### EXERCISE BRIEF
Tally how many lines in the data below include "DatabaseConfig", then please reply with only that figure.

═══ INPUT FOR THIS TASK ═══

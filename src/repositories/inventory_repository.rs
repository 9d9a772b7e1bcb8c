//! Inventory repository
//!
//! Reads and writes the inventory and metadata nodes of the record store,
//! with the optional Redis cache in front of the reads.

use std::sync::Arc;

use serde::{de::DeserializeOwned, Serialize};
use serde_json::{Map, Value};
use tracing::{debug, info, warn};

use crate::cache::{CacheOperations, RedisClient};
use crate::clients::{ClientError, RecordStore};
use crate::config::DatabaseConfig;
use crate::models::inventory::decode_record;
use crate::models::{InventoryMetadata, InventorySnapshot, Vehicle};

#[derive(Clone)]
pub struct InventoryRepository {
    store: Arc<dyn RecordStore>,
    config: DatabaseConfig,
    cache: Option<RedisClient>,
}

impl InventoryRepository {
    pub fn new(store: Arc<dyn RecordStore>, config: DatabaseConfig, cache: Option<RedisClient>) -> Self {
        Self { store, config, cache }
    }

    /// Whole inventory, malformed records dropped
    pub async fn snapshot(&self) -> Result<InventorySnapshot, ClientError> {
        let path = &self.config.inventory_path;
        let key = self.cache.as_ref().map(|c| c.inventory_key(path));

        let node = match self.cached::<Value>(key.as_deref()).await {
            Some(node) => node,
            None => {
                let node = self.store.get(path).await?.unwrap_or(Value::Null);
                self.remember(key.as_deref(), &node).await;
                node
            }
        };

        let snapshot = InventorySnapshot::from_value(node);
        debug!(
            "📦 Inventory loaded: {} vehicles ({} dropped)",
            snapshot.len(),
            snapshot.dropped()
        );
        Ok(snapshot)
    }

    /// Single vehicle by stock number
    ///
    /// Reads the record node directly; inventories stored as an array are
    /// not keyed by stock number, so those fall back to a snapshot scan.
    pub async fn find_by_stock_num(&self, stock_num: &str) -> Result<Option<Vehicle>, ClientError> {
        if let Some(record) = self.store.get(&self.config.record_path(stock_num)).await? {
            return Ok(decode_record(Some(stock_num), record)
                .filter(|v| v.stock_num() == Some(stock_num)));
        }

        Ok(self.snapshot().await?.find(stock_num).cloned())
    }

    /// Persisted facet snapshot, `None` when missing or unreadable
    pub async fn fetch_metadata(&self) -> Result<Option<InventoryMetadata>, ClientError> {
        let path = &self.config.metadata_path;
        let key = self.cache.as_ref().map(|c| c.metadata_key(path));

        if let Some(metadata) = self.cached::<InventoryMetadata>(key.as_deref()).await {
            return Ok(Some(metadata));
        }

        let Some(node) = self.store.get(path).await? else {
            return Ok(None);
        };

        match serde_json::from_value::<InventoryMetadata>(node) {
            Ok(metadata) => {
                self.remember(key.as_deref(), &metadata).await;
                Ok(Some(metadata))
            }
            Err(e) => {
                warn!("⚠️ Ignoring unreadable metadata at {}: {}", path, e);
                Ok(None)
            }
        }
    }

    pub async fn save_metadata(&self, metadata: &InventoryMetadata) -> Result<(), ClientError> {
        let path = &self.config.metadata_path;
        self.store.set(path, &serde_json::to_value(metadata)?).await?;

        if let Some(cache) = &self.cache {
            let _ = cache.delete(&cache.metadata_key(path)).await;
        }

        info!(
            "💾 Metadata saved: {} makes, {} model years",
            metadata.makes.len(),
            metadata.model_years.len()
        );
        Ok(())
    }

    /// Overwrite the inventory node with records keyed by stock number
    ///
    /// Vehicles without a stock number cannot be addressed and are skipped.
    pub async fn replace_inventory(&self, vehicles: &[Vehicle]) -> Result<usize, ClientError> {
        let mut node = Map::new();
        for vehicle in vehicles {
            if let Some(stock_num) = vehicle.stock_num() {
                node.insert(stock_num.to_string(), serde_json::to_value(vehicle)?);
            }
        }

        let written = node.len();
        let path = &self.config.inventory_path;
        self.store.set(path, &Value::Object(node)).await?;

        if let Some(cache) = &self.cache {
            let _ = cache.delete(&cache.inventory_key(path)).await;
        }

        info!("💾 Inventory replaced: {} vehicles", written);
        Ok(written)
    }

    async fn cached<T: DeserializeOwned + Send>(&self, key: Option<&str>) -> Option<T> {
        let (Some(cache), Some(key)) = (&self.cache, key) else {
            return None;
        };

        match cache.get::<T>(key).await {
            Ok(value) => value,
            Err(e) => {
                warn!("⚠️ Cache read failed for {}: {}", key, e);
                None
            }
        }
    }

    async fn remember<T: Serialize + Send + Sync>(&self, key: Option<&str>, value: &T) {
        let (Some(cache), Some(key)) = (&self.cache, key) else {
            return;
        };

        if let Err(e) = cache.set(key, value, cache.default_ttl()).await {
            warn!("⚠️ Cache write failed for {}: {}", key, e);
        }
    }
}

#[cfg(test)]
mod tests {
    use super::*;
    use crate::clients::MemoryRecordStore;
    use serde_json::json;

    fn repository(store: MemoryRecordStore) -> InventoryRepository {
        InventoryRepository::new(Arc::new(store), DatabaseConfig::default(), None)
    }

    #[tokio::test]
    async fn test_snapshot_of_missing_node_is_empty() {
        let snapshot = repository(MemoryRecordStore::new()).snapshot().await.unwrap();
        assert!(snapshot.is_empty());
    }

    #[tokio::test]
    async fn test_find_by_stock_num() {
        let repo = repository(MemoryRecordStore::with_node(
            "inventory",
            json!({ "A1": { "Make": "Toyota" }, "B2": "garbage" }),
        ));

        let found = repo.find_by_stock_num("A1").await.unwrap().unwrap();
        assert_eq!(found.stock_num(), Some("A1"));
        assert!(repo.find_by_stock_num("B2").await.unwrap().is_none());
        assert!(repo.find_by_stock_num("C3").await.unwrap().is_none());
    }

    #[tokio::test]
    async fn test_find_in_array_inventory() {
        let repo = repository(MemoryRecordStore::with_node(
            "inventory",
            json!([{ "StockNum": "A1", "Make": "Toyota" }, { "StockNum": "B2", "Make": "Ford" }]),
        ));

        let found = repo.find_by_stock_num("B2").await.unwrap().unwrap();
        assert_eq!(found.make.as_deref(), Some("Ford"));
    }

    #[tokio::test]
    async fn test_metadata_round_trip_through_store() {
        let repo = repository(MemoryRecordStore::new());
        assert!(repo.fetch_metadata().await.unwrap().is_none());

        let mut metadata = InventoryMetadata::default();
        metadata.makes.insert("Toyota".to_string(), 2);
        metadata.model_years.insert("2020".to_string(), 2);
        repo.save_metadata(&metadata).await.unwrap();

        assert_eq!(repo.fetch_metadata().await.unwrap(), Some(metadata));
    }

    #[tokio::test]
    async fn test_unreadable_metadata_is_ignored() {
        let repo = repository(MemoryRecordStore::with_node(
            "inventory_metadata",
            json!({ "Makes": "lots" }),
        ));
        assert!(repo.fetch_metadata().await.unwrap().is_none());
    }

    #[tokio::test]
    async fn test_replace_inventory_keys_by_stock_num() {
        let repo = repository(MemoryRecordStore::new());
        let mut anonymous = Vehicle::with_stock_num("x");
        anonymous.stock_num = None;

        let written = repo
            .replace_inventory(&[Vehicle::with_stock_num("A1"), anonymous])
            .await
            .unwrap();
        assert_eq!(written, 1);
        assert_eq!(repo.snapshot().await.unwrap().len(), 1);
    }
}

═══

### TASK OUTPUT
4